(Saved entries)
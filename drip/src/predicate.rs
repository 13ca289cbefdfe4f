// Licensed to the Apache Software Foundation (ASF) under one
// or more contributor license agreements.  See the NOTICE file
// distributed with this work for additional information
// regarding copyright ownership.  The ASF licenses this file
// to you under the Apache License, Version 2.0 (the
// "License"); you may not use this file except in compliance
// with the License.  You may obtain a copy of the License at
//
//   http://www.apache.org/licenses/LICENSE-2.0
//
// Unless required by applicable law or agreed to in writing,
// software distributed under the License is distributed on an
// "AS IS" BASIS, WITHOUT WARRANTIES OR CONDITIONS OF ANY
// KIND, either express or implied.  See the License for the
// specific language governing permissions and limitations
// under the License.

//! Predicates deciding whether a row belongs in a filter.
//!
//! Any `Fn(&V) -> bool` closure is a [`Predicate`]. The builders [`eq`],
//! [`gt`], [`ge`], [`lt`] and [`le`] bind the right-hand operand of a
//! comparison: `gt(x)` accepts the values `v` with `v > x`.
//!
//! # Usage
//!
//! ```rust
//! use drip::predicate::Predicate;
//! use drip::predicate::ge;
//! use drip::predicate::gt;
//!
//! assert!(gt(3).test(&4).unwrap());
//! assert!(!gt(3).test(&3).unwrap());
//! assert!(ge(3).test(&3).unwrap());
//! ```

use std::cmp::Ordering;
use std::fmt;

use crate::error::Error;

/// A boolean test on a value.
pub trait Predicate<V: ?Sized> {
    /// Returns whether `value` satisfies the predicate.
    fn test(&self, value: &V) -> Result<bool, Error>;
}

impl<V, F> Predicate<V> for F
where
    V: ?Sized,
    F: Fn(&V) -> bool,
{
    fn test(&self, value: &V) -> Result<bool, Error> {
        Ok(self(value))
    }
}

/// Types the comparison predicates can compare.
///
/// `Ok(None)` means the values are unordered (e.g. NaN), which fails every
/// comparison. An error means the values cannot be compared at all.
pub trait Operand {
    /// Orders `self` relative to `other`.
    fn compare(&self, other: &Self) -> Result<Option<Ordering>, Error>;
}

macro_rules! impl_operand {
    ($($t:ty),* $(,)?) => {
        $(
            impl Operand for $t {
                fn compare(&self, other: &Self) -> Result<Option<Ordering>, Error> {
                    Ok(self.partial_cmp(other))
                }
            }
        )*
    };
}

impl_operand!(
    i8, i16, i32, i64, i128, isize, u8, u16, u32, u64, u128, usize, f32, f64, bool, char, str,
    String
);

impl<T: Operand + ?Sized> Operand for &T {
    fn compare(&self, other: &Self) -> Result<Option<Ordering>, Error> {
        (**self).compare(*other)
    }
}

/// Comparison operators.
#[derive(Debug, Clone, Copy, PartialEq, Eq, Hash)]
pub enum CompareOp {
    Eq,
    Gt,
    Ge,
    Lt,
    Le,
}

impl CompareOp {
    /// Returns the operator as written in Rust, e.g. `>=`.
    pub const fn symbol(self) -> &'static str {
        match self {
            CompareOp::Eq => "==",
            CompareOp::Gt => ">",
            CompareOp::Ge => ">=",
            CompareOp::Lt => "<",
            CompareOp::Le => "<=",
        }
    }

    /// Returns whether an ordering of `value` relative to the operand
    /// satisfies the operator.
    fn accepts(self, ordering: Option<Ordering>) -> bool {
        let Some(ordering) = ordering else {
            return false;
        };
        match self {
            CompareOp::Eq => ordering == Ordering::Equal,
            CompareOp::Gt => ordering == Ordering::Greater,
            CompareOp::Ge => ordering != Ordering::Less,
            CompareOp::Lt => ordering == Ordering::Less,
            CompareOp::Le => ordering != Ordering::Greater,
        }
    }
}

impl fmt::Display for CompareOp {
    fn fmt(&self, f: &mut fmt::Formatter<'_>) -> fmt::Result {
        f.write_str(self.symbol())
    }
}

/// A comparison against a bound operand, built by [`eq`], [`gt`], [`ge`],
/// [`lt`] or [`le`].
#[derive(Debug, Clone, PartialEq)]
pub struct Compare<T> {
    op: CompareOp,
    operand: T,
}

impl<T> Compare<T> {
    /// Creates a predicate testing `value <op> operand`.
    pub fn new(op: CompareOp, operand: T) -> Self {
        Compare { op, operand }
    }

    /// Returns the operator.
    pub fn op(&self) -> CompareOp {
        self.op
    }

    /// Returns the bound right-hand operand.
    pub fn operand(&self) -> &T {
        &self.operand
    }
}

impl<T: Operand> Predicate<T> for Compare<T> {
    fn test(&self, value: &T) -> Result<bool, Error> {
        let ordering = value.compare(&self.operand)?;
        Ok(self.op.accepts(ordering))
    }
}

/// Renders as e.g. `>= 25`.
impl<T: fmt::Display> fmt::Display for Compare<T> {
    fn fmt(&self, f: &mut fmt::Formatter<'_>) -> fmt::Result {
        write!(f, "{} {}", self.op, self.operand)
    }
}

/// Equality predicate.
pub fn eq<T>(x: T) -> Compare<T> {
    Compare::new(CompareOp::Eq, x)
}

/// Greater than predicate: accepts `v` when `v > x`.
pub fn gt<T>(x: T) -> Compare<T> {
    Compare::new(CompareOp::Gt, x)
}

/// Greater than or equal predicate: accepts `v` when `v >= x`.
pub fn ge<T>(x: T) -> Compare<T> {
    Compare::new(CompareOp::Ge, x)
}

/// Less than predicate: accepts `v` when `v < x`.
pub fn lt<T>(x: T) -> Compare<T> {
    Compare::new(CompareOp::Lt, x)
}

/// Less than or equal predicate: accepts `v` when `v <= x`.
pub fn le<T>(x: T) -> Compare<T> {
    Compare::new(CompareOp::Le, x)
}

#[cfg(test)]
mod tests {
    use super::*;

    #[test]
    fn test_unordered_fails_every_operator() {
        for op in [
            CompareOp::Eq,
            CompareOp::Gt,
            CompareOp::Ge,
            CompareOp::Lt,
            CompareOp::Le,
        ] {
            assert!(!Compare::new(op, f64::NAN).test(&1.0).unwrap(), "{op}");
            assert!(!Compare::new(op, 1.0).test(&f64::NAN).unwrap(), "{op}");
        }
    }

    #[test]
    fn test_display() {
        assert_eq!(ge(25).to_string(), ">= 25");
        assert_eq!(eq("foo").to_string(), "== foo");
    }
}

■ **EXERCISE REQUIREMENTS**
Quote the records above exactly, from the first line through the line containing "closure is a", and nothing more.

■ **ANSWER SPACE**
filename drip/src/predicate.rs
repository 13ca289cbefdfe4f
// Licensed to the Apache Software Foundation (ASF) under one
// or more contributor license agreements.  See the NOTICE file
// distributed with this work for additional information
// regarding copyright ownership.  The ASF licenses this file
// to you under the Apache License, Version 2.0 (the
// "License"); you may not use this file except in compliance
// with the License.  You may obtain a copy of the License at
//
//   http://www.apache.org/licenses/LICENSE-2.0
//
// Unless required by applicable law or agreed to in writing,
// software distributed under the License is distributed on an
// "AS IS" BASIS, WITHOUT WARRANTIES OR CONDITIONS OF ANY
// KIND, either express or implied.  See the License for the
// specific language governing permissions and limitations
// under the License.

//! Predicates deciding whether a row belongs in a filter.
//!
//! Any `Fn(&V) -> bool` closure is a [`Predicate`]. The builders [`eq`],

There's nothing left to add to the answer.